## TASK BRIEF
Can you find the lines of the listing that include "FallbackSalvaged" and copy every one?

## THE DATA
______________________________
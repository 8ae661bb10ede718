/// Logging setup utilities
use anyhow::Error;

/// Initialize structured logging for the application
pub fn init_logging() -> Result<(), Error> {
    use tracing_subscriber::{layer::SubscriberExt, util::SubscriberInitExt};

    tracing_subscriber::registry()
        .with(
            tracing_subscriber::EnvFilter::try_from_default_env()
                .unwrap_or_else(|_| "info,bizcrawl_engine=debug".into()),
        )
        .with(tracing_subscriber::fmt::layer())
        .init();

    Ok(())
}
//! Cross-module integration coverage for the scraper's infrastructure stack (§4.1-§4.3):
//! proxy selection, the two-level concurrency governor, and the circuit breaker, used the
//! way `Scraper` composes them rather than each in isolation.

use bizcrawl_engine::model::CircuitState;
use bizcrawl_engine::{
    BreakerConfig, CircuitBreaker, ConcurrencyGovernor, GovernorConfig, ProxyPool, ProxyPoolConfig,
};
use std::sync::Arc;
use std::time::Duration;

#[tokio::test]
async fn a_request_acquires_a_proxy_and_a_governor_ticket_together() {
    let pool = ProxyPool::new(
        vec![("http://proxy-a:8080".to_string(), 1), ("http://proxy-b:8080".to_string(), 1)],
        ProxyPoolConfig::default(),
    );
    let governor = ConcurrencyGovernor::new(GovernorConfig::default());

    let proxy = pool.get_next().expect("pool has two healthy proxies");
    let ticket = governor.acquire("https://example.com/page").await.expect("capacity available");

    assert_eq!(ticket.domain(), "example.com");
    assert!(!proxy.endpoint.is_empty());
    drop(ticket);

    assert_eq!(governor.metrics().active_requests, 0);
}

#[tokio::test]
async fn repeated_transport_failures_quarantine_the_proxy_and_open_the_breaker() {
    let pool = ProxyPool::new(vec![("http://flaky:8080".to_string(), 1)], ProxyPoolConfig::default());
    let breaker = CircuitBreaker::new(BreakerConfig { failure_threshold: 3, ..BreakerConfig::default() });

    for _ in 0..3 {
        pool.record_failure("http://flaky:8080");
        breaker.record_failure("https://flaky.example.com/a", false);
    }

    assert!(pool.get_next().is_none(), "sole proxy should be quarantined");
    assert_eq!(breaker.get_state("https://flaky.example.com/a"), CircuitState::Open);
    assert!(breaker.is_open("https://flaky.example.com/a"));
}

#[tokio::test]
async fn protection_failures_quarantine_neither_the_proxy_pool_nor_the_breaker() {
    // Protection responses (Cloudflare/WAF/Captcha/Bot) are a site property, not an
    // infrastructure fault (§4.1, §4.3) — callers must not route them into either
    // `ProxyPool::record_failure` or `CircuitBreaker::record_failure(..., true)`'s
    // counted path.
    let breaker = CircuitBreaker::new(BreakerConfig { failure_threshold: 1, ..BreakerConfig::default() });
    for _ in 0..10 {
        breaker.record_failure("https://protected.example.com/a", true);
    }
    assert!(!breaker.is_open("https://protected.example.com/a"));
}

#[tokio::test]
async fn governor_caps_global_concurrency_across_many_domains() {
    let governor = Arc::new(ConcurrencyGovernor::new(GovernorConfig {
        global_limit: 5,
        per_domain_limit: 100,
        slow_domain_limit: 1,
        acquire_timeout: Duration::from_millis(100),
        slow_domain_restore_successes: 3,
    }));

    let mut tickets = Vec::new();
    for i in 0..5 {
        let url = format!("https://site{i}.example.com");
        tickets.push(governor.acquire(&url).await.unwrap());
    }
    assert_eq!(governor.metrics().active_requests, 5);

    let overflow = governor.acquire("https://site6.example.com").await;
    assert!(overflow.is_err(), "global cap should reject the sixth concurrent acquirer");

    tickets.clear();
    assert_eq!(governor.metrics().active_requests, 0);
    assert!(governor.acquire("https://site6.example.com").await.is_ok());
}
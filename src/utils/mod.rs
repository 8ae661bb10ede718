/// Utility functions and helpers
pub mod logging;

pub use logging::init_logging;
______________________________
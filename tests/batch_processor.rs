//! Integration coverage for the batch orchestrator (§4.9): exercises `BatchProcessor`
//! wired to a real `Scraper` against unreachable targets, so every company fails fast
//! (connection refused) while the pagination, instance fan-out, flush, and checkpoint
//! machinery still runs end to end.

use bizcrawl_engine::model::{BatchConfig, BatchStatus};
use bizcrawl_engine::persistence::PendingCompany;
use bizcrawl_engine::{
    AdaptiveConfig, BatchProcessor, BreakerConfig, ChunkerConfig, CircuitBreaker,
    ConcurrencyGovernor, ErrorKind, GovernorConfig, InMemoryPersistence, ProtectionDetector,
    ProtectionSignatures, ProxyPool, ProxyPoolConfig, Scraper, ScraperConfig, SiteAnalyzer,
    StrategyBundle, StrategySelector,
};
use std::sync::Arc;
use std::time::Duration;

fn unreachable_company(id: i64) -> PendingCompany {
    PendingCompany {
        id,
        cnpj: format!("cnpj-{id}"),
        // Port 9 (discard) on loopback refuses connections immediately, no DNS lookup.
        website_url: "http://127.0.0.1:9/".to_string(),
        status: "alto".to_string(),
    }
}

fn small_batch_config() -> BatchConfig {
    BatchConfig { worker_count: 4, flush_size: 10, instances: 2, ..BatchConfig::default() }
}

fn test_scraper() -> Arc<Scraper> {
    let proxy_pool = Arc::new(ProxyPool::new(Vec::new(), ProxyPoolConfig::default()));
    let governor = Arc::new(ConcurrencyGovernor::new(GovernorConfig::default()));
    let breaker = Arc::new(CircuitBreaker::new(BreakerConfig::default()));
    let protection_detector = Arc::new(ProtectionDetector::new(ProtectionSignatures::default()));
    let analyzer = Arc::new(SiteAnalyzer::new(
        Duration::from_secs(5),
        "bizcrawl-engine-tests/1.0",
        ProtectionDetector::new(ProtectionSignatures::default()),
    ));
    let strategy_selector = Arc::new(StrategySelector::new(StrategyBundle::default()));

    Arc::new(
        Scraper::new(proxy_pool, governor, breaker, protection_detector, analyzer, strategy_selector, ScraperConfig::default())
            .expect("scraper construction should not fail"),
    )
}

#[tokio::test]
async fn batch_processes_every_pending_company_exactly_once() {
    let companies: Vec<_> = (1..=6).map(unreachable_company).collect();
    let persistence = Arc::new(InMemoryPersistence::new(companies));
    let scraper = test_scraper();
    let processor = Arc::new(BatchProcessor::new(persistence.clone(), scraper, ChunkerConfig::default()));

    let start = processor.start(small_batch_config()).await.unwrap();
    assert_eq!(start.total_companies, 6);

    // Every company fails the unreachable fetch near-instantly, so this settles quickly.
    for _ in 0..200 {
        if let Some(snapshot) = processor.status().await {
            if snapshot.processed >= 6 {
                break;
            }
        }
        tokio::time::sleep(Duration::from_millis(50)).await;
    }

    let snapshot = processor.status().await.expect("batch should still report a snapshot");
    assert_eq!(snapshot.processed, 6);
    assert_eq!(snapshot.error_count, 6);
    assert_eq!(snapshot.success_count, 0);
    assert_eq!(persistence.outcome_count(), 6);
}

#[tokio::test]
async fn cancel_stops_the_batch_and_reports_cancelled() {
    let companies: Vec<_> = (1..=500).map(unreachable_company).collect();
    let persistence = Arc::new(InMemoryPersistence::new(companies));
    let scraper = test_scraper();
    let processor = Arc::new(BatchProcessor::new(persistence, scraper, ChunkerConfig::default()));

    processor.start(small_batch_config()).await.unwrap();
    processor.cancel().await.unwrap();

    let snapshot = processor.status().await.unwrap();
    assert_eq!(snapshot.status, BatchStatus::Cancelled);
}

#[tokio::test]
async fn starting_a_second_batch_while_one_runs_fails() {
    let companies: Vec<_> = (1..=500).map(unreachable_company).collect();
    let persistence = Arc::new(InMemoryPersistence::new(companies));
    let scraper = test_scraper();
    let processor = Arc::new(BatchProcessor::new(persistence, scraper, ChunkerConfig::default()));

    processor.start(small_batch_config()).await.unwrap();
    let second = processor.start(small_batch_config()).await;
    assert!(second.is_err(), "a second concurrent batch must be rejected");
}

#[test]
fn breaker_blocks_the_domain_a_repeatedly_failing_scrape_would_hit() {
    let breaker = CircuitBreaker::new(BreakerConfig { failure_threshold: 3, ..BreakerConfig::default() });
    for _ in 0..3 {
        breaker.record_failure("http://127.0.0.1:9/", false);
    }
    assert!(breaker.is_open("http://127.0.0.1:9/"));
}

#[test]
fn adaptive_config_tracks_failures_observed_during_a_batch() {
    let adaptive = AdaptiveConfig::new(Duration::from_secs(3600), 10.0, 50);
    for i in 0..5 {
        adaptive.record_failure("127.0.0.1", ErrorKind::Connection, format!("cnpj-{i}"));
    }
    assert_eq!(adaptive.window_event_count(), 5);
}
______________________________
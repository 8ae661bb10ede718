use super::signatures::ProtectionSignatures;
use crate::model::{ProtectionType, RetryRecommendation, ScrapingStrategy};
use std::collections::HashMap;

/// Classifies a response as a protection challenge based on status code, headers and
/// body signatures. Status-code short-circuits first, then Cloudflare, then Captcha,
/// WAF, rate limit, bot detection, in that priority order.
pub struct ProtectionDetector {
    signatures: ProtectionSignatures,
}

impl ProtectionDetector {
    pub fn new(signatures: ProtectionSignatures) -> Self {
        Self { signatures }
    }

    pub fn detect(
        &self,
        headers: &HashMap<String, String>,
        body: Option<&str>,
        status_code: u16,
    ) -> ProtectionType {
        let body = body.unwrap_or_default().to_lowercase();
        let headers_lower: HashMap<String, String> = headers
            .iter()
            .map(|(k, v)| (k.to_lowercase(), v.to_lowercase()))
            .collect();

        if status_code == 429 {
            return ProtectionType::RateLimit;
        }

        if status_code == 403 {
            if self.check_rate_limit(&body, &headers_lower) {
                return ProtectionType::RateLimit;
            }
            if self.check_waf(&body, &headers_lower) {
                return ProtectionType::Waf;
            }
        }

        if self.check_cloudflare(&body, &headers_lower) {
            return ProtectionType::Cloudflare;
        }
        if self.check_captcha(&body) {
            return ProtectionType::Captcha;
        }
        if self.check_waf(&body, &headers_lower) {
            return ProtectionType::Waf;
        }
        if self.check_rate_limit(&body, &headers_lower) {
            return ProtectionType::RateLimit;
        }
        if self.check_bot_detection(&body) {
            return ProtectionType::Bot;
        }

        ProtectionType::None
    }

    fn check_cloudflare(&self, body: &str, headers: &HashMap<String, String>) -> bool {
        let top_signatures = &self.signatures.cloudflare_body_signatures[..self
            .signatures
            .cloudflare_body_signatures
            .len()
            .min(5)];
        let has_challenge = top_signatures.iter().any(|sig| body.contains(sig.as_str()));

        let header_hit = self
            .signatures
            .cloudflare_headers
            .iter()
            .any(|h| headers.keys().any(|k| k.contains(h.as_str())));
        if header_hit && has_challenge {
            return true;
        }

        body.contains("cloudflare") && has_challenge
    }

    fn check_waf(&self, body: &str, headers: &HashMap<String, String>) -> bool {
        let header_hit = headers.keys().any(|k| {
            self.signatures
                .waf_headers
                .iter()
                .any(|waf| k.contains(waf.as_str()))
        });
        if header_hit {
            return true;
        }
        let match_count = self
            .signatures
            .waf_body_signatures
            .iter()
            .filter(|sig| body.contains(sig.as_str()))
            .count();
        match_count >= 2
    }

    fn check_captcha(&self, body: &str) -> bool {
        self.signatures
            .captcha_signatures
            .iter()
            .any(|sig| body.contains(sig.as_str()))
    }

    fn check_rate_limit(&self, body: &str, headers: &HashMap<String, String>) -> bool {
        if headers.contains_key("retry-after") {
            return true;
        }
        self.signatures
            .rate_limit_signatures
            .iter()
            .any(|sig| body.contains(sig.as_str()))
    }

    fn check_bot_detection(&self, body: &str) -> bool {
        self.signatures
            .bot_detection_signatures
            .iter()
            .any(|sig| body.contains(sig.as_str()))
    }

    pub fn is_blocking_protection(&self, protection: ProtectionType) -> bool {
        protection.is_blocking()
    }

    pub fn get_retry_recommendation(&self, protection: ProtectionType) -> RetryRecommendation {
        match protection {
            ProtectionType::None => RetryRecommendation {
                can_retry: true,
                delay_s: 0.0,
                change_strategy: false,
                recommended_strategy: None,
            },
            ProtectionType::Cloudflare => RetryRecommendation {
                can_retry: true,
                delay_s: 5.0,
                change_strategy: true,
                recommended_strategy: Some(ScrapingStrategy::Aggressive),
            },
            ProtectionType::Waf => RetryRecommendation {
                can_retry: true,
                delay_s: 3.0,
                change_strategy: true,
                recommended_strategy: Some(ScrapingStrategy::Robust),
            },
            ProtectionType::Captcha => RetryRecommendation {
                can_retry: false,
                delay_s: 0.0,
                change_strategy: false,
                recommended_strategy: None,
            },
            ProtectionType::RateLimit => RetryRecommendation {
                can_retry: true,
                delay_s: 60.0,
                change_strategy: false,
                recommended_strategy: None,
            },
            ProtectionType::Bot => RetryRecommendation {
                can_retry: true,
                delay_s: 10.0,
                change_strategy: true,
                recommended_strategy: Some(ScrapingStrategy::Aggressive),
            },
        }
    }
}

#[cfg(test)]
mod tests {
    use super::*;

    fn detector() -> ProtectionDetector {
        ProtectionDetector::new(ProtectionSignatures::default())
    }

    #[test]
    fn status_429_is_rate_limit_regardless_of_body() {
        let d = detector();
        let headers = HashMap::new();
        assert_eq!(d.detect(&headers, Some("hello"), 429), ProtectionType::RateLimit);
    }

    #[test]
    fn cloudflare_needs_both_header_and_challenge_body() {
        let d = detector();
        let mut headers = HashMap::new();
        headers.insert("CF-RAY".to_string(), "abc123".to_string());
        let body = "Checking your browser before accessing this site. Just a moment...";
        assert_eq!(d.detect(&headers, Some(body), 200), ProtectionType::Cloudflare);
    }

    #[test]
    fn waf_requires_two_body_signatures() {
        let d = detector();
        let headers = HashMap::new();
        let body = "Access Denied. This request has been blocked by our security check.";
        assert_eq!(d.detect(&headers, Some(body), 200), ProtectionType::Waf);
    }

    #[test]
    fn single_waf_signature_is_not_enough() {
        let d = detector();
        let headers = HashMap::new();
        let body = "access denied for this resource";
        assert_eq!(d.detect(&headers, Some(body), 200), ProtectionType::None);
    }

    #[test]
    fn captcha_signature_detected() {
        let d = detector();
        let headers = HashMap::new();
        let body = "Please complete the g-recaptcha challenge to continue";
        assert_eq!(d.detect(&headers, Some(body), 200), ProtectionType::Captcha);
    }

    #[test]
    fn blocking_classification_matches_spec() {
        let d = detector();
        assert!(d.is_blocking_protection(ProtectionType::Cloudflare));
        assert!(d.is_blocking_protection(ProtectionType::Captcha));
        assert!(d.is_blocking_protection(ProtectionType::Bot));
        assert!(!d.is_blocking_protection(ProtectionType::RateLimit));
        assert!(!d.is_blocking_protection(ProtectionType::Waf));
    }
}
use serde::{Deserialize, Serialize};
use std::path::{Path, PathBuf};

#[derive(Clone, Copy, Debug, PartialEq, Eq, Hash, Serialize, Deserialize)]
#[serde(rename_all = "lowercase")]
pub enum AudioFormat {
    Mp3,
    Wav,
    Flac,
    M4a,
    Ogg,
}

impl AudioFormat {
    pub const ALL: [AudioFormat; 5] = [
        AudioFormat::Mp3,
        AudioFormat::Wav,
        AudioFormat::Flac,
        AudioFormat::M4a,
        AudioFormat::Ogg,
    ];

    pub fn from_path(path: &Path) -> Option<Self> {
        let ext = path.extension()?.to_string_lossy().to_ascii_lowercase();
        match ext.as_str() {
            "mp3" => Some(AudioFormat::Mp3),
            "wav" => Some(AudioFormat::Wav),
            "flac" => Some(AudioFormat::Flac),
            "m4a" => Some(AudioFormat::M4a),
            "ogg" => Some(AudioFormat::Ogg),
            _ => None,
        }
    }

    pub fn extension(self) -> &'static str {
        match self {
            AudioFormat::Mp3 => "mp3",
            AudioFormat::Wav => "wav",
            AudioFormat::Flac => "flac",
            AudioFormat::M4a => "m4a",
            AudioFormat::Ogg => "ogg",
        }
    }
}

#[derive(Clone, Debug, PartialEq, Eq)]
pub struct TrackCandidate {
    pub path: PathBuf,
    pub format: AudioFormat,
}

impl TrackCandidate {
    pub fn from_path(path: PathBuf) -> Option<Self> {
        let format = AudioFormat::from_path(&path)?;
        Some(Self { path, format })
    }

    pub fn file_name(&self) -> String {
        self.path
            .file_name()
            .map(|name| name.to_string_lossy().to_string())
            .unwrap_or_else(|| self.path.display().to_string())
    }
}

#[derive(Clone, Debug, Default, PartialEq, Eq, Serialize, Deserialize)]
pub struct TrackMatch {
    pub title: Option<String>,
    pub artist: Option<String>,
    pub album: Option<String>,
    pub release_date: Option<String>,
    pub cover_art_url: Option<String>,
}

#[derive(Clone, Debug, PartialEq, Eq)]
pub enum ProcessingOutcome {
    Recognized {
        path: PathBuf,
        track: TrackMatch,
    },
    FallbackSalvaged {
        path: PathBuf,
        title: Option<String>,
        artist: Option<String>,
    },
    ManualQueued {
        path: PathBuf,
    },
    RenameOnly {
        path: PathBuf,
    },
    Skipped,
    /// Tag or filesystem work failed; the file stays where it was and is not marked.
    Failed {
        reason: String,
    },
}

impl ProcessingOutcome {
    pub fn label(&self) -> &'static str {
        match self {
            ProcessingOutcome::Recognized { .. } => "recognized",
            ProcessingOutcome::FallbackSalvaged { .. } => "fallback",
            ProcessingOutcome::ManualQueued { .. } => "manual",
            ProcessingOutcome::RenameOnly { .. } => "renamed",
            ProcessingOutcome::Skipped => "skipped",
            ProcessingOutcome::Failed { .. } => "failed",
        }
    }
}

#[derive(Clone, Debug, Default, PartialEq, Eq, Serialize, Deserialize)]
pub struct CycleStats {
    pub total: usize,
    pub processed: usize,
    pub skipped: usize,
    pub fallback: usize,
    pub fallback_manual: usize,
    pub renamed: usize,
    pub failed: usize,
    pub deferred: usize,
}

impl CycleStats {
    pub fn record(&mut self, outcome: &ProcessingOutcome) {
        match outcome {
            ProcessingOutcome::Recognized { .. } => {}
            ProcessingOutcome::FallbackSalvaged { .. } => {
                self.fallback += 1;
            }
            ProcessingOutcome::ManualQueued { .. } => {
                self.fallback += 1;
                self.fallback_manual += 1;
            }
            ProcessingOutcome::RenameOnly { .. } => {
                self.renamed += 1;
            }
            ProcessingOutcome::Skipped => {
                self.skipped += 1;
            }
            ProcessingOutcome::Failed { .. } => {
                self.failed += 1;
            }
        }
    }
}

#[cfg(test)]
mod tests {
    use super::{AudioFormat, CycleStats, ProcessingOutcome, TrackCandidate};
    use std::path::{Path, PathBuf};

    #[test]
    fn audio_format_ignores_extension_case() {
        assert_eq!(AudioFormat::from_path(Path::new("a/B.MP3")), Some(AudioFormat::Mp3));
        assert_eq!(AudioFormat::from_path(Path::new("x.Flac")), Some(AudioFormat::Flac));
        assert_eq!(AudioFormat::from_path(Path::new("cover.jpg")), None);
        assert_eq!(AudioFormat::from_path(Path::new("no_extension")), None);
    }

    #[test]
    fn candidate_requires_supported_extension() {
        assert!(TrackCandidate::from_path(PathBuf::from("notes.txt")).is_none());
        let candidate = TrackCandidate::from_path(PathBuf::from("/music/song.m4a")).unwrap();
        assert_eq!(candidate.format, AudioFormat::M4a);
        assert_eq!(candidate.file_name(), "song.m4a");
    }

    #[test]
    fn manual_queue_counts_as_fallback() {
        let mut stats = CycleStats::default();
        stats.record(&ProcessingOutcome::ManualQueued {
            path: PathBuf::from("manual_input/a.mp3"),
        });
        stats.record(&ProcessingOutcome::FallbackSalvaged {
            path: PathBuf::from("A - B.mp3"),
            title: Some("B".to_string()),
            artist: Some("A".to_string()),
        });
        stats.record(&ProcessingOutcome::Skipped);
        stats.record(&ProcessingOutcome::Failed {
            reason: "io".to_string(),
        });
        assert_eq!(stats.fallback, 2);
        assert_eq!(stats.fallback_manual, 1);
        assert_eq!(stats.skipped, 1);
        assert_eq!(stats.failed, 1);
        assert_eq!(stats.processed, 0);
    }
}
______________________________
## EXERCISE RESULT
    FallbackSalvaged {
            ProcessingOutcome::FallbackSalvaged { .. } => "fallback",
            ProcessingOutcome::FallbackSalvaged { .. } => {
        stats.record(&ProcessingOutcome::FallbackSalvaged {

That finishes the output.